You may want to say that the teeming population of the Nigerian youths contributes largely to the corrupt practices that pervade the status quo. Do you blame them, When the only factor that could have presented them as responsible youths have been deprived them by the lack of good employment in the society. In the recent past, between the early 60s and close of the 80s, the desire to go to school was popular because there was the fine certainty of securing a fine future. Today a certain proportion of the Nigerian youths do not see the relevance of going to school. Even those who have the fixed idiosyncrasy are consciously engaged in academic malpractices. They merely dabble into. A stroll along the streets of the nation presents you with a chagrin maze of confused youths parading desultorily, smoking hashish with a configured head in expectation for a deux machine of opulence. Do you blame them, when those that preceded them have nothing to show for it but have become gladiators in the labour market, seeking a job that recedes in an apparition before them?

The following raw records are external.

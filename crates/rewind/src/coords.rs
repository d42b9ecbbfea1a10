//! Coordinate mapping between pixels, logical bar index and time/price.
//!
//! Three coordinate spaces are involved:
//!
//! - **Pixels**: positions inside one pane, resolved by its [`ChartPane`]
//! - **Logical index**: fractional bar position, possibly outside the data
//! - **Domain**: wall-clock time (epoch seconds) and price
//!
//! The pixel↔logical leg belongs to the charting library. The logical↔time leg
//! lives here, because candle series are irregular: sessions and weekends leave
//! gaps, so bar index and time are not proportional.

use rewind_core::{index_at_or_before, Candle, Point, Timeframe};

use crate::pane::ChartPane;
use crate::viewport::ScreenPos;

/// A gap up to this many nominal bars is interpolated proportionally.
const PROPORTIONAL_GAP_BARS: f64 = 1.5;

/// Translates between pixel, logical and domain coordinates for one pane.
///
/// Borrowing the pane, candles and timeframe at construction means every
/// conversion sees the current window. Build a new mapper after the data or
/// the timeframe changes.
pub struct CoordinateMapper<'a, P: ChartPane + ?Sized> {
    pane: &'a P,
    candles: &'a [Candle],
    timeframe: Timeframe,
}

impl<'a, P: ChartPane + ?Sized> CoordinateMapper<'a, P> {
    pub fn new(pane: &'a P, candles: &'a [Candle], timeframe: Timeframe) -> Self {
        Self {
            pane,
            candles,
            timeframe,
        }
    }

    pub fn pane(&self) -> &'a P {
        self.pane
    }

    pub fn candles(&self) -> &'a [Candle] {
        self.candles
    }

    pub fn timeframe(&self) -> Timeframe {
        self.timeframe
    }

    /// Nominal seconds per bar of the active timeframe.
    pub fn bar_seconds(&self) -> i64 {
        self.timeframe.seconds()
    }

    pub fn pixel_to_logical(&self, x: f64) -> Option<f64> {
        self.pane.coordinate_to_logical(x)
    }

    pub fn logical_to_pixel(&self, logical: f64) -> Option<f64> {
        self.pane.logical_to_coordinate(logical)
    }

    /// Time for a logical index.
    ///
    /// Inside the data the nearest candle's own time is returned; outside it the
    /// time is extrapolated by whole bar durations from the nearest boundary.
    pub fn logical_to_time(&self, logical: f64) -> Option<i64> {
        let first = self.candles.first()?;
        let last = self.candles.last()?;
        if !logical.is_finite() {
            return None;
        }

        let last_index = (self.candles.len() - 1) as f64;
        let rounded = logical.round();
        if (0.0..=last_index).contains(&rounded) {
            return Some(self.candles[rounded as usize].time);
        }

        let bar = self.bar_seconds() as f64;
        if rounded < 0.0 {
            Some(first.time + (logical * bar).round() as i64)
        } else {
            Some(last.time + ((logical - last_index) * bar).round() as i64)
        }
    }

    /// Fractional logical index for a time, even between or outside candles.
    ///
    /// Gaps wider than 1.5 bars are treated as runs of empty bars and projected
    /// by bar duration, so annotations keep their shape across weekends.
    pub fn time_to_logical(&self, time: i64) -> Option<f64> {
        let first = self.candles.first()?;
        let last = self.candles.last()?;
        let bar = self.bar_seconds() as f64;

        if time < first.time {
            return Some((time - first.time) as f64 / bar);
        }
        if time > last.time {
            let last_index = (self.candles.len() - 1) as f64;
            return Some(last_index + (time - last.time) as f64 / bar);
        }

        let idx = index_at_or_before(self.candles, time)?;
        let candle = &self.candles[idx];
        if candle.time == time {
            return Some(idx as f64);
        }

        let next = self.candles.get(idx + 1)?;
        let gap = (next.time - candle.time) as f64;
        let offset = (time - candle.time) as f64;
        if gap <= PROPORTIONAL_GAP_BARS * bar {
            Some(idx as f64 + offset / gap)
        } else {
            Some(idx as f64 + offset / bar)
        }
    }

    pub fn time_to_pixel(&self, time: i64) -> Option<f64> {
        self.time_to_logical(time)
            .and_then(|logical| self.pane.logical_to_coordinate(logical))
    }

    pub fn pixel_to_time(&self, x: f64) -> Option<i64> {
        self.pixel_to_logical(x)
            .and_then(|logical| self.logical_to_time(logical))
    }

    pub fn price_to_pixel(&self, price: f64) -> Option<f64> {
        self.pane.price_to_coordinate(price)
    }

    pub fn pixel_to_price(&self, y: f64) -> Option<f64> {
        self.pane.coordinate_to_price(y)
    }

    /// Domain point under a pixel position.
    pub fn pixel_to_point(&self, pos: ScreenPos) -> Option<Point> {
        Some(Point::new(self.pixel_to_time(pos.x)?, self.pixel_to_price(pos.y)?))
    }

    /// Pixel position of a domain point.
    pub fn point_to_pixel(&self, point: Point) -> Option<ScreenPos> {
        Some(ScreenPos::new(
            self.time_to_pixel(point.time)?,
            self.price_to_pixel(point.price)?,
        ))
    }

    /// The candle at or before `time`.
    pub fn candle_at(&self, time: i64) -> Option<&'a Candle> {
        index_at_or_before(self.candles, time).map(|idx| &self.candles[idx])
    }

    /// Pane width in pixels, used for right-extended lines.
    pub fn pane_width(&self) -> f64 {
        self.pane.size().0
    }
}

Nevertheless, some have been able to beat the need for education to survive. The progressive state of the music industry in the country has evolved a vibrant parvenu class of both professional and fledgling musicians all over the nation. They have opened a flood gate to address their socio-economic demands. This as well has projected Nigeria as possessing talented youths. Some of such images are Tuface, D-banj, 9ice, Durella, Timaya, P-square etc. the film industry has its impact on the youths as well. With the current pace at which Nollywood is going, it will rock the attention of the world and a craze by youngsters for the film industry as participants and schedulers is at an unprecedented spate.

What is more, the youths flagrant desires for the premiership and other European leagues show avidly that their hearts are no longer with the country. If they could have their ways, they would dump Nigeria for greener pastures. Their ways mimic in every way western values, properties and elements. You will agree that every Nigerian youth wants to become a model. Go to the higher institutions and you can bear me a witness. You will see clownish, repulsive looking ensembles that would remind you in quick flash cartoon and sometimes sardonic characters. Hence, the attention of youths is gradually being dragged away from more important issues such as political and leadership aspirations. Most seem less concerned about the frame work. They probably feel they lack the foundational strength to survive the harsh bureaucracy of political parties and subsequent party demands.

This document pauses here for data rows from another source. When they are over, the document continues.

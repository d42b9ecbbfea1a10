//! Replay a synthetic session end to end: load, play, buffer, backfill, seek.

use rewind::playback::{LoadParams, Phase, PlaybackEngine};
use rewind::{compute_kill_zones, ReplayError};
use rewind_config::{KillZoneConfig, PlaybackConfig};
use rewind_core::{Candle, Timeframe};
use rewind_data::MemorySource;

/// 2024-01-01 00:00:00 UTC.
const JAN_1: i64 = 1_704_067_200;
const BAR: i64 = 900;

fn quarter_hours(days: i64) -> Vec<Candle> {
    (0..days * 96)
        .map(|i| {
            let base = 1.1 + (i % 96) as f64 * 0.0001;
            Candle::new(JAN_1 + i * BAR, base, base + 0.0004, base - 0.0004, base + 0.0001)
        })
        .collect()
}

fn config() -> PlaybackConfig {
    PlaybackConfig {
        speed_ms: 50,
        visible_bars: 96,
        warmup_bars: 48,
        min_warmup_bars: 48,
        buffer_threshold: 10,
        forward_batch: 96,
        backfill_batch: 96,
    }
}

fn source() -> MemorySource {
    MemorySource::new().with_series("EURUSD", Timeframe::Min15, quarter_hours(5))
}

#[tokio::test]
async fn test_session_replay() {
    let src = source();
    let mut engine = PlaybackEngine::new(config());
    let day_two = JAN_1 + 86_400;
    assert!(
        engine
            .load(&src, LoadParams::new("EURUSD", Timeframe::Min15, day_two, day_two))
            .await
    );
    assert_eq!(engine.phase(), Phase::Ready);
    assert_eq!(engine.current_index(), 0);
    assert_eq!(engine.window().warmup().len(), 48);
    assert_eq!(engine.window().synthetic_count(), 0);

    // Nothing before the clock is playable, warm-up included.
    assert!(engine.candles().iter().all(|c| c.time >= day_two));

    assert!(engine.play());
    let mut buffered = 0;
    for _ in 0..150 {
        if !engine.tick() {
            break;
        }
        buffered += engine.buffer_forward(&src).await;
    }
    assert!(buffered > 0);
    assert_eq!(engine.current_index(), 150);
    assert!(engine.max_index() > engine.current_index());
    let times: Vec<i64> = engine.candles().iter().map(|c| c.time).collect();
    assert!(times.windows(2).all(|w| w[0] < w[1]));

    // Kill zones over the loaded window: three sessions per local day.
    let zones = compute_kill_zones(&KillZoneConfig::default(), &engine.window().all(), Timeframe::Min15);
    assert!(zones.len() >= 3);
    assert!(zones.iter().all(|z| z.high >= z.low && z.end > z.start));

    engine.pause();
    let current = engine.current_candle().copied();
    let inserted = engine.backfill(&src).await;
    assert_eq!(inserted, 48);
    assert_eq!(engine.current_candle().copied(), current);
    // Day one is now fully loaded; nothing older exists.
    assert_eq!(engine.backfill(&src).await, 0);
    assert_eq!(engine.window().synthetic_count(), 0);
    assert_eq!(engine.window().warmup()[0].time, JAN_1);
}

#[tokio::test]
async fn test_seek_and_missing_data() {
    let src = source();
    let mut engine = PlaybackEngine::new(config());
    let day_three = JAN_1 + 2 * 86_400;
    engine
        .load(&src, LoadParams::new("EURUSD", Timeframe::Min15, day_three, day_three))
        .await;

    let target = day_three + 86_400 + 7 * BAR;
    let ticket = engine.seek(target).expect("session is loaded");
    assert!(engine.finish_load(&src, ticket).await);
    assert_eq!(engine.current_candle().map(|c| c.time), Some(target));
    // A full day of context stays on screen left of the clock, over real warm-up.
    assert_eq!(engine.current_index(), 95);
    assert_eq!(engine.window().warmup().len(), 48);
    assert_eq!(engine.window().synthetic_count(), 0);

    // Past the end of the data: parks on the last candle.
    let last = JAN_1 + (5 * 96 - 1) * BAR;
    let ticket = engine.seek(JAN_1 + 30 * 86_400).expect("session is loaded");
    engine.finish_load(&src, ticket).await;
    assert_eq!(engine.phase(), Phase::Ready);
    assert_eq!(engine.current_candle().map(|c| c.time), Some(last));
    assert_eq!(engine.current_index(), engine.max_index() - 1);
    assert!(!engine.play());

    // A session that starts after all data falls back to the first candle.
    let mut late = PlaybackEngine::new(config());
    let day_thirty = JAN_1 + 30 * 86_400;
    late.load(&src, LoadParams::new("EURUSD", Timeframe::Min15, day_thirty, day_thirty))
        .await;
    assert_eq!(late.phase(), Phase::Ready);
    assert_eq!(late.current_candle().map(|c| c.time), Some(JAN_1));

    let mut other = PlaybackEngine::new(config());
    other
        .load(&src, LoadParams::new("USDJPY", Timeframe::Min15, JAN_1, JAN_1))
        .await;
    assert_eq!(other.phase(), Phase::Error);
    assert!(matches!(other.error(), Some(ReplayError::DataUnavailable { .. })));
}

Jeffery Jackson’s description of the Nigerian youths; “a revolutionistic tendency in the future” might sound gloomy, offensive and grossly abrasive on the personality of the Nigerian youths, it however aptly defines the present nonchalant youths as a redefined and purposeful object of wind of change in the fabric of the distasteful apolitical system government the nation into what would then be known as the new Nigeria.

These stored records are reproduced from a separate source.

#[derive(Debug, Clone)]
pub struct BackfillRequest {
    pub symbol: String,
    pub timeframe: Timeframe,
    pub before: i64,
    pub count: usize,
    pub token: CancelToken,
}

/// Fetch the candles for a load.
///
/// Gets `visible + warmup` bars up to the aligned sim time plus a forward
/// window from there. When nothing playable comes back (no candle at or after
/// the session start) it restarts from the first candle the source holds.
/// A full context that starts after the session start keeps its oldest
/// `warmup` bars as warm-up.
/// Failed fetches count as empty so the fallback still runs; the error only
/// surfaces if nothing was found at all.
pub async fn fetch_load<S: CandleSource + ?Sized>(
    source: &S,
    ticket: &LoadTicket,
    config: &PlaybackConfig,
) -> Result<LoadedData, ReplayError> {
    let params = &ticket.params;
    let token = &ticket.token;
    let mut failure = None;

    if !ticket.from_first {
        let aligned = params.timeframe.align(params.sim_time);
        let backward = settle(
            source
                .fetch_context(
                    &params.symbol,
                    params.timeframe,
                    aligned,
                    config.visible_bars + config.warmup_bars,
                    token,
                )
                .await,
            token,
            &mut failure,
        )?;
        let forward = settle(
            source
                .fetch_future(&params.symbol, params.timeframe, aligned, config.forward_batch, Some(token))
                .await,
            token,
            &mut failure,
        )?;

        let context = config.visible_bars + config.warmup_bars;
        let session_start = match backward.get(config.warmup_bars) {
            Some(candle) if backward.len() >= context => params.session_start.max(candle.time),
            _ => params.session_start,
        };
        let candles = merge_by_time(backward, forward);
        if candles.last().is_some_and(|c| c.time >= session_start) {
            return Ok(LoadedData {
                candles,
                session_start,
                sim_time: params.sim_time,
            });
        }
        log::info!(
            "No {} {} data around {}, falling back to the first candle",
            params.symbol,
            params.timeframe,
            params.sim_time
        );
    }

    let first = settle(
        source.fetch_first(&params.symbol, params.timeframe, Some(token)).await,
        token,
        &mut failure,
    )?;
    let Some(first) = first else {
        return Err(unavailable(params, failure));
    };
    let candles = settle(
        source
            .fetch_future(
                &params.symbol,
                params.timeframe,
                first.time,
                config.visible_bars + config.forward_batch,
                Some(token),
            )
            .await,
        token,
        &mut failure,
    )?;
    if candles.is_empty() {
        return Err(unavailable(params, failure));
    }
    Ok(LoadedData {
        candles,
        session_start: first.time,
        sim_time: first.time,
    })
}

pub async fn fetch_forward<S: CandleSource + ?Sized>(
    source: &S,
    request: &ForwardRequest,
) -> anyhow::Result<Vec<Candle>> {
    source
        .fetch_future(
            &request.symbol,
            request.timeframe,
            request.after,
            request.count,
            Some(&request.token),
        )
        .await
}

pub async fn fetch_backfill<S: CandleSource + ?Sized>(
    source: &S,
    request: &BackfillRequest,
) -> anyhow::Result<Vec<Candle>> {
    source
        .fetch_history(&request.symbol, request.timeframe, request.before, request.count)
        .await
}

/// Cancellation wins over any result. Other failures are logged and read as
/// "no data", remembering the first one.
fn settle<T: Default>(
    result: anyhow::Result<T>,
    token: &CancelToken,
    failure: &mut Option<anyhow::Error>,
) -> Result<T, ReplayError> {
    if token.is_cancelled() {
        return Err(ReplayError::FetchCancelled);
    }
    match result {
        Ok(value) => Ok(value),
        Err(err) => {
            log::warn!("Candle fetch failed: {:#}", err);
            failure.get_or_insert(err);
            Ok(T::default())
        }
    }
}

fn unavailable(params: &LoadParams, failure: Option<anyhow::Error>) -> ReplayError {
    match failure {
        Some(err) => ReplayError::Fetch(err),
        None => ReplayError::DataUnavailable {
            symbol: params.symbol.clone(),
            timeframe: params.timeframe,
        },
    }
}

/// The candle under the clock, synthesized from the live price, and the
/// stored candle it replaced.
#[derive(Debug, Clone, Copy)]
struct Forming {
    index: usize,
    original: Candle,
}

/// Replays a candle window one bar at a time.
#[derive(Debug)]
pub struct PlaybackEngine {
    config: PlaybackConfig,
    params: Option<LoadParams>,
    phase: Phase,
    error: Option<ReplayError>,
    speed_ms: u64,
    window: CandleWindow,
    current_index: usize,
    sim_time: i64,
    live_price: Option<f64>,
    forming: Option<Forming>,
    cancel: CancelToken,
    forward_pending: bool,
    forward_exhausted: bool,
    backfill_pending: bool,
    history_exhausted: bool,
}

But today, the Nigerian youths are yet to display the propensity in taking part in the fleeting path of rediscovery for the nation, instead they find themselves more useful in criminal activities; where they indulge in credit card bunkering, telecom hacking, and internet fraud popularly known as Yahoo Yahoo boys, who incubate themselves financially on the internet.

A cursory survey carried out on youths and crime by the Federal Ministry of Internal Affairs in 2007 revealed that 70% of youths that are neither students nor graduates have an insignificant means of livelihood. In other words, they couldn’t identify a reasonable source of income. Their investigation showed that 45% claimed they do contract jobs such as marketing imported goods and other inanities, while the remaining 55% could not identify any form of job, yet they adorned themselves in very expensive clothes.

There is no doubt the government has not been fair to the country and especially its generation next. Perhaps they forget they are the future leaders of this country. Except that they have fractionalize the society into an inbreeding system of leadership, I do not conceive any other reason why they should forsake those they are meant to cater for. Like disowned children, the youths seemed to have been forgotten and discarded and they likewise are acting like one. The government has no plans for them and they have planned themselves wrongly. It is a mystified shame that the network that ought to be the most vociferous, stimulating and disciplined have become ensnared by wedlock of political anomalies. Remember the 1953 Cuban revolution, the Norwegian 1932 youth march and of course the popular Kenyan Mau Mau revolution. All these were foisted by a depressed and changes seeking youths.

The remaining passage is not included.